In vitro and in vivo transfections using siRNA lipoplexes prepared by mixing siRNAs with a lipid-ethanol solution

Many methods, such as the dry thin film and ethanol injection methods, have been developed for the preparation of cationic liposomes for siRNA delivery; however, these methods often require special equipment. In this study, we evaluated a siRNA transfection method, in which siRNA/cationic liposome complexes (siRNA lipoplexes) can be prepared by simply mixing an siRNA solution with lipid-ethanol solution.

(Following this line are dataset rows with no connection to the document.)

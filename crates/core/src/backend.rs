//! ModelBackend trait — the abstraction over LLM backends.
//!
//! A backend knows how to send a message list (plus the currently visible
//! tool schemas) to a model and return what the model decided: final text,
//! a structured object, or one or more tool-call requests.
//!
//! The backend owns its own retry policy for transient network failures;
//! the step loop never retries. The cancellation token is threaded into
//! the call so an in-flight request can be abandoned immediately.

use async_trait::async_trait;
use serde::{Deserialize, Serialize};
use tokio_util::sync::CancellationToken;

use crate::error::BackendError;
use crate::message::{Message, ToolCallRequest};

/// A tool definition sent to the model so it knows what it can call.
#[derive(Debug, Clone, Serialize, Deserialize)]
pub struct ToolSchema {
    /// The tool name
    pub name: String,

    /// Description of what the tool does (the model uses this to decide
    /// whether to invoke it)
    pub description: String,

    /// JSON Schema describing the tool's parameters
    pub parameters: serde_json::Value,
}

/// A request to the model backend.
#[derive(Debug, Clone, Serialize, Deserialize)]
pub struct BackendRequest {
    /// The message list for this round-trip
    pub messages: Vec<Message>,

    /// Tools visible to the model for this round-trip
    #[serde(default, skip_serializing_if = "Vec::is_empty")]
    pub tools: Vec<ToolSchema>,
}

/// What the model produced for one round-trip.
#[derive(Debug, Clone, Serialize, Deserialize)]
pub enum ModelOutput {
    /// A final text answer
    Text(String),

    /// A final structured object
    Structured(serde_json::Value),

    /// One or more tool-call requests, optionally with accompanying
    /// thought text
    ToolCalls {
        #[serde(default, skip_serializing_if = "Option::is_none")]
        thought: Option<String>,
        calls: Vec<ToolCallRequest>,
    },
}

impl ModelOutput {
    /// The final text of this output, if it is final.
    pub fn as_text(&self) -> Option<&str> {
        match self {
            ModelOutput::Text(t) => Some(t),
            _ => None,
        }
    }

    /// Whether this output ends the loop (no further tool calls requested).
    pub fn is_final(&self) -> bool {
        !matches!(self, ModelOutput::ToolCalls { .. })
    }
}

/// Token usage statistics for one model call.
#[derive(Debug, Clone, Copy, Serialize, Deserialize)]
pub struct Usage {
    pub prompt_tokens: u32,
    pub completion_tokens: u32,
    pub total_tokens: u32,
}

/// A complete response from a model backend.
#[derive(Debug, Clone, Serialize, Deserialize)]
pub struct BackendResponse {
    /// What the model produced
    pub output: ModelOutput,

    /// Token usage, when the backend reports it
    #[serde(default, skip_serializing_if = "Option::is_none")]
    pub usage: Option<Usage>,

    /// Which model actually responded
    pub model: String,
}

/// The core ModelBackend trait.
///
/// Every model integration implements this trait. The step loop calls
/// `invoke()` without knowing which backend is configured.
#[async_trait]
pub trait ModelBackend: Send + Sync {
    /// A human-readable name for this backend.
    fn name(&self) -> &str;

    /// Send a request and get a complete response.
    ///
    /// Implementations must observe `cancel` and return
    /// [`BackendError::Interrupted`] promptly once it fires.
    async fn invoke(
        &self,
        request: BackendRequest,
        cancel: &CancellationToken,
    ) -> std::result::Result<BackendResponse, BackendError>;
}
//! Shared test helpers for engine tests.

use std::sync::Mutex;
use std::time::Duration;

use async_trait::async_trait;
use tokio_util::sync::CancellationToken;

use taskweave_core::backend::{
    BackendRequest, BackendResponse, ModelBackend, ModelOutput, Usage,
};
use taskweave_core::context::OperationContext;
use taskweave_core::error::{BackendError, ToolError};
use taskweave_core::message::ToolCallRequest;
use taskweave_core::tool::{Tool, ToolOutput};

/// A mock backend that returns a sequence of scripted responses.
///
/// Each call to `invoke` returns the next response in the queue. Panics if
/// more calls are made than responses provided, unless constructed with
/// [`cycling`](Self::cycling), which wraps around forever.
pub(crate) struct SequentialMockBackend {
    responses: Mutex<Vec<BackendResponse>>,
    requests: Mutex<Vec<BackendRequest>>,
    call_count: Mutex<usize>,
    cycle: bool,
    delay: Option<Duration>,
}

impl SequentialMockBackend {
    pub fn new(responses: Vec<BackendResponse>) -> Self {
        Self {
            responses: Mutex::new(responses),
            requests: Mutex::new(Vec::new()),
            call_count: Mutex::new(0),
            cycle: false,
            delay: None,
        }
    }

    /// A backend that returns a single text response.
    pub fn single_text(text: &str) -> Self {
        Self::new(vec![make_text_response(text)])
    }

    /// A backend that cycles through `responses` forever.
    pub fn cycling(responses: Vec<BackendResponse>) -> Self {
        let mut backend = Self::new(responses);
        backend.cycle = true;
        backend
    }

    /// Delay each call, observing cancellation while waiting. Useful for
    /// racing cancellation against an in-flight model call.
    pub fn with_delay(mut self, delay: Duration) -> Self {
        self.delay = Some(delay);
        self
    }

    pub fn call_count(&self) -> usize {
        *self.call_count.lock().unwrap()
    }

    /// The requests seen so far, in order.
    pub fn requests(&self) -> Vec<BackendRequest> {
        self.requests.lock().unwrap().clone()
    }
}

#[async_trait]
impl ModelBackend for SequentialMockBackend {
    fn name(&self) -> &str {
        "sequential_mock"
    }

    async fn invoke(
        &self,
        request: BackendRequest,
        cancel: &CancellationToken,
    ) -> Result<BackendResponse, BackendError> {
        self.requests.lock().unwrap().push(request);

        if let Some(delay) = self.delay {
            tokio::select! {
                _ = cancel.cancelled() => {
                    return Err(BackendError::Interrupted("cancelled while waiting".into()));
                }
                _ = tokio::time::sleep(delay) => {}
            }
        }

        let mut count = self.call_count.lock().unwrap();
        let responses = self.responses.lock().unwrap();

        let index = if self.cycle {
            *count % responses.len()
        } else if *count >= responses.len() {
            panic!(
                "SequentialMockBackend: no more responses (call #{}, have {})",
                *count,
                responses.len()
            );
        } else {
            *count
        };

        let response = responses[index].clone();
        *count += 1;
        Ok(response)
    }
}

/// Create a simple text response.
pub(crate) fn make_text_response(text: &str) -> BackendResponse {
    BackendResponse {
        output: ModelOutput::Text(text.into()),
        usage: Some(Usage {
            prompt_tokens: 10,
            completion_tokens: 5,
            total_tokens: 15,
        }),
        model: "mock-model".into(),
    }
}

/// Create a structured-output response.
pub(crate) fn make_structured_response(value: serde_json::Value) -> BackendResponse {
    BackendResponse {
        output: ModelOutput::Structured(value),
        usage: None,
        model: "mock-model".into(),
    }
}

/// Create a response requesting tool calls, with optional thought text.
pub(crate) fn make_tool_calls_response(
    thought: Option<&str>,
    calls: Vec<ToolCallRequest>,
) -> BackendResponse {
    BackendResponse {
        output: ModelOutput::ToolCalls {
            thought: thought.map(String::from),
            calls,
        },
        usage: None,
        model: "mock-model".into(),
    }
}

/// Helper to create a tool-call request.
pub(crate) fn make_call(name: &str, args: serde_json::Value) -> ToolCallRequest {
    ToolCallRequest::new(name, args)
}

/// A tool that echoes its "text" argument.
pub(crate) struct EchoTool;

#[async_trait]
impl Tool for EchoTool {
    fn name(&self) -> &str {
        "echo"
    }
    fn description(&self) -> &str {
        "Echoes back the input"
    }
    fn parameters_schema(&self) -> serde_json::Value {
        serde_json::json!({
            "type": "object",
            "properties": { "text": { "type": "string" } },
            "required": ["text"]
        })
    }
    async fn execute(
        &self,
        arguments: serde_json::Value,
        _ctx: &OperationContext,
    ) -> Result<ToolOutput, ToolError> {
        Ok(ToolOutput::text(
            arguments["text"].as_str().unwrap_or("").to_string(),
        ))
    }
}

/// A tool that always fails.
pub(crate) struct FailingTool;

#[async_trait]
impl Tool for FailingTool {
    fn name(&self) -> &str {
        "failing"
    }
    fn description(&self) -> &str {
        "Always fails"
    }
    fn parameters_schema(&self) -> serde_json::Value {
        serde_json::json!({"type": "object"})
    }
    async fn execute(
        &self,
        _arguments: serde_json::Value,
        _ctx: &OperationContext,
    ) -> Result<ToolOutput, ToolError> {
        Err(ToolError::ExecutionFailed {
            tool_name: "failing".into(),
            reason: "intentional test failure".into(),
        })
    }
}

/// A tool that cancels the whole operation.
pub(crate) struct CancellingTool;

#[async_trait]
impl Tool for CancellingTool {
    fn name(&self) -> &str {
        "halt_operation"
    }
    fn description(&self) -> &str {
        "Cancels the entire operation"
    }
    fn parameters_schema(&self) -> serde_json::Value {
        serde_json::json!({"type": "object"})
    }
    async fn execute(
        &self,
        _arguments: serde_json::Value,
        ctx: &OperationContext,
    ) -> Result<ToolOutput, ToolError> {
        ctx.cancel("halted by tool");
        Ok(ToolOutput::text("operation halted"))
    }
}

/// A tool that sleeps until cancelled (or a long timeout).
pub(crate) struct SlowTool;

#[async_trait]
impl Tool for SlowTool {
    fn name(&self) -> &str {
        "slow"
    }
    fn description(&self) -> &str {
        "Takes a long time"
    }
    fn parameters_schema(&self) -> serde_json::Value {
        serde_json::json!({"type": "object"})
    }
    async fn execute(
        &self,
        _arguments: serde_json::Value,
        ctx: &OperationContext,
    ) -> Result<ToolOutput, ToolError> {
        let token = ctx.cancellation_token();
        tokio::select! {
            _ = token.cancelled() => Err(ToolError::Cancelled(
                ctx.cancel_reason().unwrap_or_else(|| "cancelled".into()),
            )),
            _ = tokio::time::sleep(Duration::from_secs(30)) => {
                Ok(ToolOutput::text("finally done"))
            }
        }
    }
}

We used dimethyldioctadecylammonium bromide, 1,2-dioleoyl-3-trimethylammonium-propane or 11-((1,3-bis(dodecanoyloxy)-2-((dodecanoyloxy)methyl)propan-2-yl)amino)-N,N,N-trimethyl-11-oxoundecan-1-aminium bromide as a cationic lipid, 1,2-dioleoyl-sn-glycero-3-phosphoethanolamine or cholesterol as a neutral helper lipid, and poly(ethylene glycol) cholesteryl ether as a dispersant to prepare the lipid-ethanol solution. A solution of phosphate-buffered saline containing siRNA was then quickly added to a small volume of the lipid-ethanol solution, and the mixture (siRNA lipoplexes) was directly transferred into the cells or injected into mice. siRNA lipoplexes showed high gene knockdown efficiency in MCF-7, Colon 26, and LLC cells regardless of the type of cationic lipids. Furthermore, these siRNA lipoplexes exhibited significant gene knockdown in the lungs of mice after systemic injection. These results suggest that our siRNA lipoplex preparation method has the potential to be widely applicable for in vitro and in vivo siRNA transfections.